PESHAWAR: Things may turn for better or for worse in the provincial capital of Khyber Pakhtunkhwa depending on how the execution of much-awaited Peshawar Bus Rapid Transit (BRT) mega project goes forward from next month.
If the Peshawar Sustainable BRT Corridor Project is completed in its estimated record time of six months the development can change the face of Peshawar as well as give people a good reason to think before they vote in the next general election, but incomplete construction causing inconvenience may turn things for the worse for the ruling parties in the province.
With the next general election coming closer, completion of about 26 kilometres long BRT project would be not less than a race against time. Project design details are in progress and contractor’s selection process will start next month. The total cost of this mega project is estimated to be about Rs41 billion, officials said.
Official documents available with Dawn reveal that Khyber Pakhtunkhwa will borrow Rs31.8 billion of the total cost from the Asian Development Bank that constitutes about 88.8 per cent of the total expenditure of the project.
The 26km long BRT will start from Chamkani and cover almost all major areas of the city
“Construction will start right after approval of the loan by ADB next month,” said a concerned official while sharing details of the Peshawar BRT project which was earlier called ‘Mass Transit System’.
If execution of the project starts by mid April, the project is expected to be completed by January 2018 while the tenure of the incumbent Pakistan Tehreek-i-Insaf government would expire in May 2018.
PTI chairman Imran Khan had been earlier deriding the Metro Bus in Lahore as ‘jangla bus’, claiming that his party’s focus was more on human development than construction of highways and roads as opposed to his political rival PML-N leaders Nawaz Sharif and Shehbaz Sharif who had developed the metro bus systems in Islamabad and Lahore.
Completion of the Peshawar BRT is now only a race against time as Chief Minister Pervez Khattak is hoping to complete it in six months. The Islamabad Metro Bus project took 14 months to complete while Lahore Metro Bus service was functional in 11 months.
A comparative analysis of the metro bus systems in Lahore, Islamabad and Peshawar revealed that while the 27km Lahore Metro Bus service was developed at Rs60 billion and the 23.2km long Islamabad metro bus service cost about Rs50 billion, Peshawar’s BRT would cost Rs41 billion.
However, government officials here acknowledge that costs might escalate. Lahore’s metro bus project was contracted out on market rate to ensure double shifts, while Peshawar’s BRT is likely to go on government approved rates only.
“The cost of Lahore Metro Bus project is about 67 per cent higher than that of Peshawar BRT,” said an official who admitted that the real test lied in completion of this mega project in its estimated time.

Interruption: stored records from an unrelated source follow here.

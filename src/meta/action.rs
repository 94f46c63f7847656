//! Metadata actions
//!
//! Every structural change to a list or set is one `MetaAction`. The same
//! `apply` runs against the staged transaction of a live operation and
//! against the record map rebuilt during recovery, so replaying the action
//! log reproduces the cache exactly.

use std::collections::HashMap;

use serde::{Deserialize, Serialize};

use super::codec::{decode_record, encode_list_block_key, encode_list_meta_key, encode_set_meta_key};
use super::list::{BlockPtr, ListMeta, ListMetaBlock};
use super::set::SetMeta;
use super::{MetaRecord, LIST_BLOCK_SLOTS};
use crate::error::{BlinkError, Result};

/// All actions produced by one operation, logged as one unit
pub type ActionBatch = Vec<MetaAction>;

/// One structural mutation
#[derive(Debug, Clone, PartialEq, Eq, Serialize, Deserialize)]
pub enum MetaAction {
    /// Create an empty list
    Init {
        key: Vec<u8>,
        limit: u64,
        block_limit: u64,
    },
    /// Install an encoded record verbatim
    Reinit { cache_key: Vec<u8>, record: Vec<u8> },
    /// Advance the area counter
    Alloc { key: Vec<u8>, next_area: u64 },
    /// Add an empty block pointer and its block record
    InsertBlock {
        key: Vec<u8>,
        position: u64,
        address: u64,
    },
    /// Move the slots of block `position` from `offset` on into a new block
    /// at `position + 1`
    SplitBlock {
        key: Vec<u8>,
        position: u64,
        offset: u64,
        address: u64,
    },
    /// Place a value address into a block
    InsertSlot {
        key: Vec<u8>,
        position: u64,
        offset: u64,
        address: u64,
    },
    /// Take a value address out of a block; an emptied block is dropped
    RemoveSlot {
        key: Vec<u8>,
        position: u64,
        offset: u64,
    },
    /// Forget a list and all its blocks
    DropList { key: Vec<u8> },
    InitSet { key: Vec<u8> },
    SetCard { key: Vec<u8>, card: u64 },
    DropSet { key: Vec<u8> },
}

/// Mutable view over metadata records that actions are applied to
pub trait RecordStore {
    fn record_mut(&mut self, cache_key: &[u8]) -> Option<&mut MetaRecord>;
    fn put_record(&mut self, cache_key: Vec<u8>, record: MetaRecord);
    fn remove_record(&mut self, cache_key: &[u8]) -> Option<MetaRecord>;
}

impl RecordStore for HashMap<Vec<u8>, MetaRecord> {
    fn record_mut(&mut self, cache_key: &[u8]) -> Option<&mut MetaRecord> {
        self.get_mut(cache_key)
    }

    fn put_record(&mut self, cache_key: Vec<u8>, record: MetaRecord) {
        self.insert(cache_key, record);
    }

    fn remove_record(&mut self, cache_key: &[u8]) -> Option<MetaRecord> {
        self.remove(cache_key)
    }
}

fn corrupt<T>(msg: impl Into<String>) -> Result<T> {
    Err(BlinkError::Corruption(msg.into()))
}

fn list_mut<'s, S: RecordStore + ?Sized>(store: &'s mut S, key: &[u8]) -> Result<&'s mut ListMeta> {
    match store
        .record_mut(&encode_list_meta_key(key))
        .and_then(MetaRecord::as_list_mut)
    {
        Some(meta) => Ok(meta),
        None => corrupt(format!("no list meta for {}", String::from_utf8_lossy(key))),
    }
}

fn block_mut<'s, S: RecordStore + ?Sized>(
    store: &'s mut S,
    key: &[u8],
    address: u64,
) -> Result<&'s mut ListMetaBlock> {
    match store
        .record_mut(&encode_list_block_key(key, address))
        .and_then(MetaRecord::as_block_mut)
    {
        Some(block) => Ok(block),
        None => corrupt(format!("no block {address} for {}", String::from_utf8_lossy(key))),
    }
}

fn set_mut<'s, S: RecordStore + ?Sized>(store: &'s mut S, key: &[u8]) -> Result<&'s mut SetMeta> {
    match store
        .record_mut(&encode_set_meta_key(key))
        .and_then(MetaRecord::as_set_mut)
    {
        Some(meta) => Ok(meta),
        None => corrupt(format!("no set meta for {}", String::from_utf8_lossy(key))),
    }
}

/// Address of the block at `position`, checked against the pointer array
fn block_at(meta: &ListMeta, position: u64) -> Result<BlockPtr> {
    match meta.blocks.get(position as usize) {
        Some(ptr) => Ok(*ptr),
        None => corrupt(format!(
            "block position {position} beyond {} blocks",
            meta.blocks.len()
        )),
    }
}

/// Room for one more block pointer and a fresh, in-range address
fn check_new_block(meta: &ListMeta, address: u64) -> Result<()> {
    if meta.block_count() >= meta.block_limit() {
        return Err(BlinkError::TooManyBlocks {
            limit: meta.block_limit(),
        });
    }
    if address == 0 || address >= meta.next_area {
        return corrupt(format!("block address {address} was never allocated"));
    }
    Ok(())
}

impl MetaAction {
    /// User key the action belongs to (None for `Reinit`)
    pub fn key(&self) -> Option<&[u8]> {
        match self {
            MetaAction::Reinit { .. } => None,
            MetaAction::Init { key, .. }
            | MetaAction::Alloc { key, .. }
            | MetaAction::InsertBlock { key, .. }
            | MetaAction::SplitBlock { key, .. }
            | MetaAction::InsertSlot { key, .. }
            | MetaAction::RemoveSlot { key, .. }
            | MetaAction::DropList { key }
            | MetaAction::InitSet { key }
            | MetaAction::SetCard { key, .. }
            | MetaAction::DropSet { key } => Some(key),
        }
    }

    /// Apply to `store`; nothing is modified when an error is returned
    pub fn apply<S: RecordStore + ?Sized>(&self, store: &mut S) -> Result<()> {
        match self {
            MetaAction::Init {
                key,
                limit,
                block_limit,
            } => {
                let cache_key = encode_list_meta_key(key);
                if store.record_mut(&cache_key).is_some() {
                    return corrupt("list initialised twice");
                }
                store.put_record(
                    cache_key,
                    MetaRecord::List(ListMeta::new(key.clone(), *limit, *block_limit)),
                );
            }

            MetaAction::Reinit { cache_key, record } => {
                let record = decode_record(cache_key, record)?;
                store.put_record(cache_key.clone(), record);
            }

            MetaAction::Alloc { key, next_area } => {
                let meta = list_mut(store, key)?;
                if *next_area <= meta.next_area {
                    return corrupt(format!(
                        "area counter moving back from {} to {next_area}",
                        meta.next_area
                    ));
                }
                meta.next_area = *next_area;
            }

            MetaAction::InsertBlock {
                key,
                position,
                address,
            } => {
                let block_key = encode_list_block_key(key, *address);
                if store.record_mut(&block_key).is_some() {
                    return corrupt(format!("block {address} already exists"));
                }
                let meta = list_mut(store, key)?;
                check_new_block(meta, *address)?;
                if *position as usize > meta.blocks.len() {
                    return corrupt(format!("block position {position} out of range"));
                }
                meta.blocks.insert(
                    *position as usize,
                    BlockPtr {
                        address: *address,
                        count: 0,
                    },
                );
                store.put_record(block_key, MetaRecord::Block(ListMetaBlock::new()));
            }

            MetaAction::SplitBlock {
                key,
                position,
                offset,
                address,
            } => {
                let new_key = encode_list_block_key(key, *address);
                if store.record_mut(&new_key).is_some() {
                    return corrupt(format!("block {address} already exists"));
                }
                let meta = list_mut(store, key)?;
                check_new_block(meta, *address)?;
                let ptr = block_at(meta, *position)?;
                if *offset == 0 || *offset >= ptr.count {
                    return corrupt(format!("split offset {offset} of {} slots", ptr.count));
                }

                let block = block_mut(store, key, ptr.address)?;
                if block.len() as u64 != ptr.count {
                    return corrupt(format!("block {} count mismatch", ptr.address));
                }
                let tail = block.split_off(*offset as usize)?;

                let meta = list_mut(store, key)?;
                let moved = tail.len() as u64;
                meta.blocks[*position as usize].count = *offset;
                meta.blocks.insert(
                    *position as usize + 1,
                    BlockPtr {
                        address: *address,
                        count: moved,
                    },
                );
                store.put_record(new_key, MetaRecord::Block(tail));
            }

            MetaAction::InsertSlot {
                key,
                position,
                offset,
                address,
            } => {
                let meta = list_mut(store, key)?;
                if *address == 0 || *address >= meta.next_area {
                    return corrupt(format!("value address {address} was never allocated"));
                }
                let ptr = block_at(meta, *position)?;
                if ptr.count >= LIST_BLOCK_SLOTS as u64 || *offset > ptr.count {
                    return corrupt(format!(
                        "slot insert at {offset} into block of {}",
                        ptr.count
                    ));
                }

                block_mut(store, key, ptr.address)?.insert(*offset as usize, *address)?;

                let meta = list_mut(store, key)?;
                meta.blocks[*position as usize].count += 1;
                meta.size += 1;
            }

            MetaAction::RemoveSlot {
                key,
                position,
                offset,
            } => {
                let meta = list_mut(store, key)?;
                let ptr = block_at(meta, *position)?;
                if *offset >= ptr.count {
                    return corrupt(format!("slot remove at {offset} from block of {}", ptr.count));
                }

                block_mut(store, key, ptr.address)?.remove(*offset as usize)?;

                let meta = list_mut(store, key)?;
                meta.size -= 1;
                let slot = &mut meta.blocks[*position as usize];
                slot.count -= 1;
                if slot.count == 0 {
                    meta.blocks.remove(*position as usize);
                    store.remove_record(&encode_list_block_key(key, ptr.address));
                }
            }

            MetaAction::DropList { key } => {
                let meta = match store.remove_record(&encode_list_meta_key(key)) {
                    Some(MetaRecord::List(meta)) => meta,
                    Some(other) => {
                        return corrupt(format!("list key holds a {:?} record", other.kind()))
                    }
                    None => return corrupt("dropping an unknown list"),
                };
                for ptr in meta.blocks() {
                    store.remove_record(&encode_list_block_key(key, ptr.address));
                }
            }

            MetaAction::InitSet { key } => {
                let cache_key = encode_set_meta_key(key);
                if store.record_mut(&cache_key).is_some() {
                    return corrupt("set initialised twice");
                }
                store.put_record(cache_key, MetaRecord::Set(SetMeta::new(key.clone())));
            }

            MetaAction::SetCard { key, card } => {
                set_mut(store, key)?.card = *card;
            }

            MetaAction::DropSet { key } => {
                if store.remove_record(&encode_set_meta_key(key)).is_none() {
                    return corrupt("dropping an unknown set");
                }
            }
        }
        Ok(())
    }
}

However, another government official expressed his apprehensions about construction cost of the Peshawar BRT on government rates, saying it might slow the project down and its completion date might overshoot.
“If we don’t do it at market rate like the Punjab government has done, I fear we might not complete it by January 2018,” said the official.
The Peshawar RBT project would not only resolve the agonising problem of traffic congestion in the provincial capital, it would also give a much-needed facelift to the terrorism-torn provincial capital.
The 26km BRT corridor having 31 stations would be running about 14.9km at grade, about 6km at elevated level and some 4.9km through tunnel. It would also have additional features like 68 kilometers feeder bus route service, high standard bus stops at about seven feeder routes with shelter and advanced passenger information system.
About 383 big and small buses from feeding area would be plying to the main route. Commercial area and one nine-storey plaza with parking and two three-storey parking plazas are also additional features of this project, officials said.
The Peshawar BRT would start from Chamkani, go along GT Road’s famous spots like Khyber Bazaar, Soekarno Chowk, Railway Road, Dabgari, Sunehri Masjid Road and onwards passing through a tunnel near Aman Chowk.
The route would then take a left turn before the Bab-i-Peshawar Bridge, go at elevation through dried riverbed to old sewerage treatment plants and onward to Bagh-i-Naraan, Tatara Park, passing by PDA building and end at Jamrud Road with Shaukat Khanum Cancer Hospital as its last stop, according to the project documents.
Busy bazaars like Saddar, Khyber and those on the University Road would have the pedestrian and bicycle infrastructure. Toilets and restrooms at all stations along the corridor would also be constructed, said an official.